Reproduce the first line of the material below and each line after it, exactly, through the line containing "let neutral = float((1u32", and give nothing more.
Material shown section start
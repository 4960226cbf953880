//! Renders a [`PixelProgram`] into WGSL source.

use super::program::{ConvertProgram, OutputProgram, PixelProgram, SampleProgram, Swizzle, LSB10_SCALE};
use std::fmt::Write;

pub const VERTEX_SOURCE: &str = include_str!("wgsl/vertex.wgsl");
const PIXEL_TEMPLATE: &str = include_str!("wgsl/converter.wgsl");

/// Bind slot of the first input texture in group 1.
pub const FIRST_TEXTURE_BINDING: u32 = 2;
pub const DECODE_LUT_BINDING: u32 = 8;
pub const ENCODE_LUT_BINDING: u32 = 9;

const LUT_FUNCTIONS: &str = "\
@group(1) @binding(8) var decode_lut: texture_2d<f32>;
@group(1) @binding(9) var encode_lut: texture_2d<f32>;

fn lut(table: texture_2d<f32>, v: f32) -> f32 {
    let last = textureDimensions(table).x - 1u;
    let pos = clamp(v, 0.0, 1.0) * f32(last);
    let lo = min(u32(floor(pos)), last);
    let hi = min(lo + 1u, last);
    let a = textureLoad(table, vec2<u32>(lo, 0u), 0).x;
    let b = textureLoad(table, vec2<u32>(hi, 0u), 0).x;
    return mix(a, b, pos - f32(lo));
}

fn lut3(table: texture_2d<f32>, c: vec3<f32>) -> vec3<f32> {
    return vec3<f32>(lut(table, c.x), lut(table, c.y), lut(table, c.z));
}";

fn swizzle(s: Swizzle) -> String {
    s.iter().map(|&c| b"xyzw"[c as usize] as char).collect()
}

fn float(v: f32) -> String {
    format!("{:.9}", v)
}

fn fetch(i: usize) -> String {
    format!("textureSample(tex{}, input_sampler, uv)", i)
}

fn sample_body(sample: &SampleProgram) -> String {
    match *sample {
        SampleProgram::Packed { swizzle: s, opaque } => {
            let mut body = format!("    var c = {}.{};\n", fetch(0), swizzle(s));
            if opaque {
                body.push_str("    c.w = 1.0;\n");
            }
            body.push_str("    return c;");
            body
        }
        SampleProgram::Gray { depth } => {
            let depth = depth.clamp(8, 16) as u32;
            let neutral = float((1u32 << (depth - 1)) as f32 / ((1u32 << depth) - 1) as f32);
            format!("    return vec4<f32>({}.x, {n}, {n}, 1.0);", fetch(0), n = neutral)
        }
        SampleProgram::SemiPlanar { swap_uv } => format!(
            "    let y = {}.x;\n    let uv_ = {}.{};\n    return vec4<f32>(y, uv_.x, uv_.y, 1.0);",
            fetch(0),
            fetch(1),
            if swap_uv { "yx" } else { "xy" }
        ),
        SampleProgram::Planar { swap_uv, lsb10 } => {
            let (u, v) = if swap_uv { (2, 1) } else { (1, 2) };
            let scale = if lsb10 { float(LSB10_SCALE) } else { float(1.0) };
            format!(
                "    let yuv = vec3<f32>({}.x, {}.x, {}.x) * {};\n    return vec4<f32>(yuv, 1.0);",
                fetch(0),
                fetch(u),
                fetch(v),
                scale
            )
        }
        SampleProgram::PlanarRgb { alpha } => format!(
            "    return vec4<f32>({}.x, {}.x, {}.x, {});",
            fetch(2),
            fetch(0),
            fetch(1),
            if alpha { format!("{}.x", fetch(3)) } else { "1.0".to_string() }
        ),
    }
}

fn convert_body(convert: ConvertProgram) -> &'static str {
    match convert {
        ConvertProgram::Identity => "    return c;",
        ConvertProgram::Matrix => "    return apply_transform(ps.post, c);",
        ConvertProgram::Gamma | ConvertProgram::Primary => {
            "    var rgb = apply_transform(ps.pre, c);
    rgb = lut3(decode_lut, rgb);
    rgb = apply_transform(ps.primaries, rgb);
    rgb = lut3(encode_lut, rgb);
    return apply_transform(ps.post, rgb);"
        }
    }
}

fn output_struct(output: &OutputProgram) -> String {
    let mut s = String::from("struct FragmentOutput {\n");
    for i in 0..output.target_count() {
        let _ = writeln!(s, "    @location({i}) target{i}: vec4<f32>,");
    }
    s.push_str("};");
    s
}

fn output_body(output: &OutputProgram) -> String {
    let single = |target: usize, value: &str| format!("    out.target{target} = vec4<f32>({value}, 0.0, 0.0, 1.0);\n");
    let lsb = |lsb10: bool| {
        if lsb10 {
            format!(" * {}", float(1.0 / LSB10_SCALE))
        } else {
            String::new()
        }
    };
    match *output {
        OutputProgram::Packed { swizzle: s, opaque } => {
            let mut body = String::new();
            if opaque {
                body.push_str("    let v = vec4<f32>(c.xyz, 1.0);\n");
            } else {
                body.push_str("    let v = c;\n");
            }
            let _ = writeln!(body, "    out.target0 = v.{};", swizzle(s));
            body
        }
        OutputProgram::Luma { lsb10 } => single(0, &format!("c.x{}", lsb(lsb10))),
        OutputProgram::Chroma { swap_uv } => format!(
            "    out.target0 = vec4<f32>(c.{}, 0.0, 1.0);\n",
            if swap_uv { "zy" } else { "yz" }
        ),
        OutputProgram::ChromaPlanar { swap_uv, lsb10 } => {
            let (a, b) = if swap_uv { ("z", "y") } else { ("y", "z") };
            let scale = lsb(lsb10);
            format!("{}{}", single(0, &format!("c.{a}{scale}")), single(1, &format!("c.{b}{scale}")))
        }
        OutputProgram::Planar => format!("{}{}{}", single(0, "c.x"), single(1, "c.y"), single(2, "c.z")),
        OutputProgram::PlanarRgb { alpha } => {
            let mut body = format!("{}{}{}", single(0, "c.y"), single(1, "c.z"), single(2, "c.x"));
            if alpha {
                body.push_str(&single(3, "c.w"));
            }
            body
        }
    }
}

/// Full WGSL module for one pixel program.
pub fn pixel_source(program: &PixelProgram) -> String {
    let mut textures = String::new();
    for i in 0..program.sample.input_count() {
        let _ = writeln!(
            textures,
            "@group(1) @binding({}) var tex{}: texture_2d<f32>;",
            FIRST_TEXTURE_BINDING as usize + i,
            i
        );
    }
    let luts = if program.convert.uses_luts() { LUT_FUNCTIONS } else { "" };
    let premul_in = if program.premul_in {
        "    if (c.w > 0.0) {\n        c = vec4<f32>(c.xyz / c.w, c.w);\n    }"
    } else {
        ""
    };
    let premul_out = if program.premul_out {
        "    color = vec4<f32>(color.xyz * color.w, color.w);"
    } else {
        ""
    };
    PIXEL_TEMPLATE
        .replace("$TEXTURES", &textures)
        .replace("$LUTS", luts)
        .replace("$SAMPLE", &sample_body(&program.sample))
        .replace("$CONVERT", convert_body(program.convert))
        .replace("$OUTPUT_STRUCT", &output_struct(&program.output))
        .replace("$OUTPUT", &output_body(&program.output))
        .replace("$PREMUL_IN", premul_in)
        .replace("$PREMUL_OUT", premul_out)
        .replace("$ENTRY", &program.entry_point())
}

#[cfg(test)]
mod tests {
    use super::*;
    use crate::shader::program::{output_passes, sample_program};
    use gpuframe_core::VideoFormat;

    fn program(input: VideoFormat, output: VideoFormat, convert: ConvertProgram) -> PixelProgram {
        PixelProgram {
            sample: sample_program(input).unwrap(),
            convert,
            output: output_passes(output).unwrap()[0].program,
            premul_in: false,
            premul_out: false,
        }
    }

    #[test]
    fn test_placeholders_fully_substituted() {
        let p = program(VideoFormat::I420P10, VideoFormat::Gbra, ConvertProgram::Primary);
        let src = pixel_source(&p);
        assert!(!src.contains('$'), "{}", src);
        assert!(src.contains(&format!("fn {}(", p.entry_point())));
        assert!(src.contains("var tex2: texture_2d<f32>"));
        assert!(src.contains("@location(3) target3"));
        assert!(src.contains("decode_lut"));
    }

    #[test]
    fn test_luts_only_when_needed() {
        let p = program(VideoFormat::Nv12, VideoFormat::Rgba, ConvertProgram::Matrix);
        let src = pixel_source(&p);
        assert!(!src.contains("decode_lut"));
        assert!(src.contains("var tex1: texture_2d<f32>"));
        assert!(!src.contains("var tex2"));
    }

    #[test]
    fn test_opaque_output_forces_alpha() {
        let p = program(VideoFormat::Rgba, VideoFormat::Bgrx, ConvertProgram::Identity);
        assert!(pixel_source(&p).contains("vec4<f32>(c.xyz, 1.0)"));
    }
}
Material shown section end
## [Answer to the exercise]
repository 4960226cbf953880
//! Renders a [`PixelProgram`] into WGSL source.

use super::program::{ConvertProgram, OutputProgram, PixelProgram, SampleProgram, Swizzle, LSB10_SCALE};
use std::fmt::Write;

pub const VERTEX_SOURCE: &str = include_str!("wgsl/vertex.wgsl");
const PIXEL_TEMPLATE: &str = include_str!("wgsl/converter.wgsl");

/// Bind slot of the first input texture in group 1.
pub const FIRST_TEXTURE_BINDING: u32 = 2;
pub const DECODE_LUT_BINDING: u32 = 8;
pub const ENCODE_LUT_BINDING: u32 = 9;

const LUT_FUNCTIONS: &str = "\
@group(1) @binding(8) var decode_lut: texture_2d<f32>;
@group(1) @binding(9) var encode_lut: texture_2d<f32>;

fn lut(table: texture_2d<f32>, v: f32) -> f32 {
    let last = textureDimensions(table).x - 1u;
    let pos = clamp(v, 0.0, 1.0) * f32(last);
    let lo = min(u32(floor(pos)), last);
    let hi = min(lo + 1u, last);
    let a = textureLoad(table, vec2<u32>(lo, 0u), 0).x;
    let b = textureLoad(table, vec2<u32>(hi, 0u), 0).x;
    return mix(a, b, pos - f32(lo));
}

fn lut3(table: texture_2d<f32>, c: vec3<f32>) -> vec3<f32> {
    return vec3<f32>(lut(table, c.x), lut(table, c.y), lut(table, c.z));
}";

fn swizzle(s: Swizzle) -> String {
    s.iter().map(|&c| b"xyzw"[c as usize] as char).collect()
}

fn float(v: f32) -> String {
    format!("{:.9}", v)
}

fn fetch(i: usize) -> String {
    format!("textureSample(tex{}, input_sampler, uv)", i)
}

fn sample_body(sample: &SampleProgram) -> String {
    match *sample {
        SampleProgram::Packed { swizzle: s, opaque } => {
            let mut body = format!("    var c = {}.{};\n", fetch(0), swizzle(s));
            if opaque {
                body.push_str("    c.w = 1.0;\n");
            }
            body.push_str("    return c;");
            body
        }
        SampleProgram::Gray { depth } => {
            let depth = depth.clamp(8, 16) as u32;
            let neutral = float((1u32 << (depth - 1)) as f32 / ((1u32 << depth) - 1) as f32);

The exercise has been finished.